|Photo: Via Creative Commons on Flickr|
The Argentine Forensic Anthropology Team (Equipo Argentino de Antropologia Forense, or EAAF), was founded in the mid-1980s when a team was formed to investigate the remains of disappeared families in Argentina. Since that project, EAAF has expanded its work to over 30 countries and helped form the Association of Latin American Association of Forensic Anthropology (ALAF). The two organizations have worked jointly in Guatemala, Bolivia, Spain, Colombia , Mexico and other countries. The joint work of EAAF and ALAF in Mexico dates back to the early 2000s, when the EAAF was asled tp participate in an international seminar titled "Truth Commissions: Torture, Reparations, and Prevention." Recently, EAAF was asked to assist a new Special Prosecutor investigating cases of people disappeared for political reasons during the 1960's and 1970's. Over the past several years, EAAF members worked in the state of Chihuahua on a project to exhume, analyze, and attempt to identify the remains of over a hundred individuals associated with the investigation of murdered and disappeared women in Ciudad Juárez.
The EAAF's mission statement explicitly states that the objectives of the team are to cater to the wishes of relatives of victims and their communities, and that "the team's track record in international tribunals displays a deep and sincere dedication to truth and “the historical reconstruction of the recent past, often distorted or hidden by the parties or government institutions which are themselves implicated in the crimes under investigation."

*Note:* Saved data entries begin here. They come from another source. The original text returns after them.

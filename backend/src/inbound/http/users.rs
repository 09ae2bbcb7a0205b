//! Operator authentication handlers.
//!
//! ```text
//! POST /api/v1/login {"username":"admin","password":"password"}
//! ```

use actix_web::{post, web};
use serde::{Deserialize, Serialize};
use serde_json::json;

use crate::domain::{DomainError, LoginCredentials, LoginValidationError, User};
use crate::inbound::http::session::SessionContext;
use crate::inbound::http::state::HttpState;
use crate::inbound::http::ApiResult;

/// Login request body for `POST /api/v1/login`.
#[derive(Debug, Deserialize, Serialize, utoipa::ToSchema)]
#[serde(rename_all = "camelCase")]
pub struct LoginRequest {
    /// Operator username.
    pub username: String,
    /// Operator password.
    pub password: String,
}

impl TryFrom<LoginRequest> for LoginCredentials {
    type Error = LoginValidationError;

    fn try_from(value: LoginRequest) -> Result<Self, Self::Error> {
        Self::try_from_parts(&value.username, &value.password)
    }
}

fn map_login_validation_error(err: LoginValidationError) -> DomainError {
    match err {
        LoginValidationError::EmptyUsername => {
            DomainError::invalid_request("username must not be empty")
                .with_details(json!({ "field": "username", "code": "empty_username" }))
        }
        LoginValidationError::EmptyPassword => {
            DomainError::invalid_request("password must not be empty")
                .with_details(json!({ "field": "password", "code": "empty_password" }))
        }
    }
}

/// Authenticate an operator and establish a session.
#[utoipa::path(
    post,
    path = "/api/v1/login",
    request_body = LoginRequest,
    responses(
        (status = 200, description = "Login success", body = User,
            headers(("Set-Cookie" = String, description = "Session cookie"))),
        (status = 400, description = "Invalid request", body = DomainError),
        (status = 401, description = "Invalid credentials", body = DomainError),
        (status = 500, description = "Internal server error")
    ),
    tags = ["users"],
    operation_id = "login",
    security([])
)]
#[post("/login")]
pub async fn login(
    state: web::Data<HttpState>,
    session: SessionContext,
    payload: web::Json<LoginRequest>,
) -> ApiResult<web::Json<User>> {
    let credentials =
        LoginCredentials::try_from(payload.into_inner()).map_err(map_login_validation_error)?;
    let user = state.login.authenticate(&credentials).await?;
    session.persist_user(user.id())?;
    Ok(web::Json(user))
}

#[cfg(test)]
mod tests {
    //! Regression coverage for this module.
    use super::*;
    use crate::inbound::http::test_utils::{fixture_state, test_session_middleware};
    use actix_web::http::StatusCode;
    use actix_web::{test as actix_test, web, App};
    use rstest::rstest;
    use serde_json::Value;

    fn test_app() -> App<
        impl actix_web::dev::ServiceFactory<
            actix_web::dev::ServiceRequest,
            Config = (),
            Response = actix_web::dev::ServiceResponse,
            Error = actix_web::Error,
            InitError = (),
        >,
    > {
        App::new()
            .app_data(web::Data::new(fixture_state()))
            .wrap(test_session_middleware())
            .service(web::scope("/api/v1").service(login))
    }

    #[rstest]
    #[case("   ", "password", "username", "empty_username")]
    #[case("admin", "", "password", "empty_password")]
    #[actix_web::test]
    async fn login_rejects_blank_credentials(
        #[case] username: &str,
        #[case] password: &str,
        #[case] field: &str,
        #[case] code: &str,
    ) {
        let app = actix_test::init_service(test_app()).await;
        let request = actix_test::TestRequest::post()
            .uri("/api/v1/login")
            .set_json(LoginRequest {
                username: username.to_owned(),
                password: password.to_owned(),
            })
            .to_request();

        let response = actix_test::call_service(&app, request).await;
        assert_eq!(response.status(), StatusCode::BAD_REQUEST);
        let body = actix_test::read_body(response).await;
        let value: Value = serde_json::from_slice(&body).expect("error payload");
        assert_eq!(value["code"], "invalid_request");
        assert_eq!(value["details"]["field"], field);
        assert_eq!(value["details"]["code"], code);
    }

    #[actix_web::test]
    async fn login_rejects_wrong_credentials() {
        let app = actix_test::init_service(test_app()).await;
        let request = actix_test::TestRequest::post()
            .uri("/api/v1/login")
            .set_json(LoginRequest {
                username: "admin".to_owned(),
                password: "wrong-password".to_owned(),
            })
            .to_request();

        let response = actix_test::call_service(&app, request).await;
        assert_eq!(response.status(), StatusCode::UNAUTHORIZED);
        let body = actix_test::read_body(response).await;
        let value: Value = serde_json::from_slice(&body).expect("error payload");
        assert_eq!(value["code"], "unauthorized");
    }

    #[actix_web::test]
    async fn login_sets_the_session_cookie_and_returns_the_operator() {
        let app = actix_test::init_service(test_app()).await;
        let request = actix_test::TestRequest::post()
            .uri("/api/v1/login")
            .set_json(LoginRequest {
                username: "admin".to_owned(),
                password: "password".to_owned(),
            })
            .to_request();

        let response = actix_test::call_service(&app, request).await;
        assert_eq!(response.status(), StatusCode::OK);
        assert!(response
            .response()
            .cookies()
            .any(|cookie| cookie.name() == "session"));
        let body = actix_test::read_body(response).await;
        let value: Value = serde_json::from_slice(&body).expect("user payload");
        assert_eq!(value["displayName"], "Administrator");
    }
}
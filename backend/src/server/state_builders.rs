//! Builders wiring persistence adapters (or fixtures) into the HTTP state.

use std::sync::Arc;

use actix_web::web;
use mockable::DefaultClock;

use crate::domain::bookings::car_rental::CarRental;
use crate::domain::bookings::cruise::Cruise;
use crate::domain::bookings::excursion::Excursion;
use crate::domain::bookings::flight::Flight;
use crate::domain::bookings::hotel::Hotel;
use crate::domain::bookings::medical_assist::MedicalAssist;
use crate::domain::bookings::transfer::Transfer;
use crate::domain::ports::{
    BookingRepository, FixtureBookingRepository, FixtureLoginService, FixturePaxRepository,
    FixtureReservationRepository,
};
use crate::inbound::http::state::{HttpState, HttpStatePorts};
use crate::outbound::persistence::{
    DbPool, DieselBookingRepository, DieselLoginService, DieselPaxRepository,
    DieselReservationRepository,
};

use super::ServerConfig;

fn diesel_ports(pool: &DbPool) -> HttpStatePorts {
    let bookings = Arc::new(DieselBookingRepository::new(pool.clone()));
    let hotels: Arc<dyn BookingRepository<Hotel>> = Arc::clone(&bookings) as _;
    let flights: Arc<dyn BookingRepository<Flight>> = Arc::clone(&bookings) as _;
    let cruises: Arc<dyn BookingRepository<Cruise>> = Arc::clone(&bookings) as _;
    let transfers: Arc<dyn BookingRepository<Transfer>> = Arc::clone(&bookings) as _;
    let excursions: Arc<dyn BookingRepository<Excursion>> = Arc::clone(&bookings) as _;
    let medical_assists: Arc<dyn BookingRepository<MedicalAssist>> = Arc::clone(&bookings) as _;
    let car_rentals: Arc<dyn BookingRepository<CarRental>> = bookings as _;
    HttpStatePorts {
        login: Arc::new(DieselLoginService::new(pool.clone())),
        reservations: Arc::new(DieselReservationRepository::new(pool.clone())),
        pax: Arc::new(DieselPaxRepository::new(pool.clone())),
        hotels,
        flights,
        cruises,
        transfers,
        excursions,
        medical_assists,
        car_rentals,
        clock: Arc::new(DefaultClock),
    }
}

fn fixture_ports() -> HttpStatePorts {
    HttpStatePorts {
        login: Arc::new(FixtureLoginService),
        reservations: Arc::new(FixtureReservationRepository::default()),
        pax: Arc::new(FixturePaxRepository::default()),
        hotels: Arc::new(FixtureBookingRepository::<Hotel>::default()),
        flights: Arc::new(FixtureBookingRepository::<Flight>::default()),
        cruises: Arc::new(FixtureBookingRepository::<Cruise>::default()),
        transfers: Arc::new(FixtureBookingRepository::<Transfer>::default()),
        excursions: Arc::new(FixtureBookingRepository::<Excursion>::default()),
        medical_assists: Arc::new(FixtureBookingRepository::<MedicalAssist>::default()),
        car_rentals: Arc::new(FixtureBookingRepository::<CarRental>::default()),
        clock: Arc::new(DefaultClock),
    }
}

/// Build the HTTP handler state from the server configuration.
///
/// Uses the database-backed adapters when a pool is configured; otherwise
/// falls back to fixture ports for local development and tests.
pub(super) fn build_http_state(config: &ServerConfig) -> web::Data<HttpState> {
    let ports = match &config.db_pool {
        Some(pool) => diesel_ports(pool),
        None => {
            tracing::warn!("no database pool configured; serving fixture data");
            fixture_ports()
        }
    };
    web::Data::new(HttpState::new(ports))
}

Even though President Enrique Peña Nieto's administration requested the intervention of the EAAF, family members of the victims are relying on the Argentine experts for truth and justice because of deep distrust of police and government authorities. Melitón Ortega, a relative of one of the missing students, has publicly expressed his distrust of state involvement in the investigation, representing a general attitude among his community members that the police and the government are the last people they want in charge of investigating this site.
So will the Argentine team succeed in helping relatives of the students arrive at the truth? The task might be difficult. A slew of reports in the last week have revealed that the Argentine forensic team has had difficulty accessing the grave site, where state and federal authorities are tightly securing the area.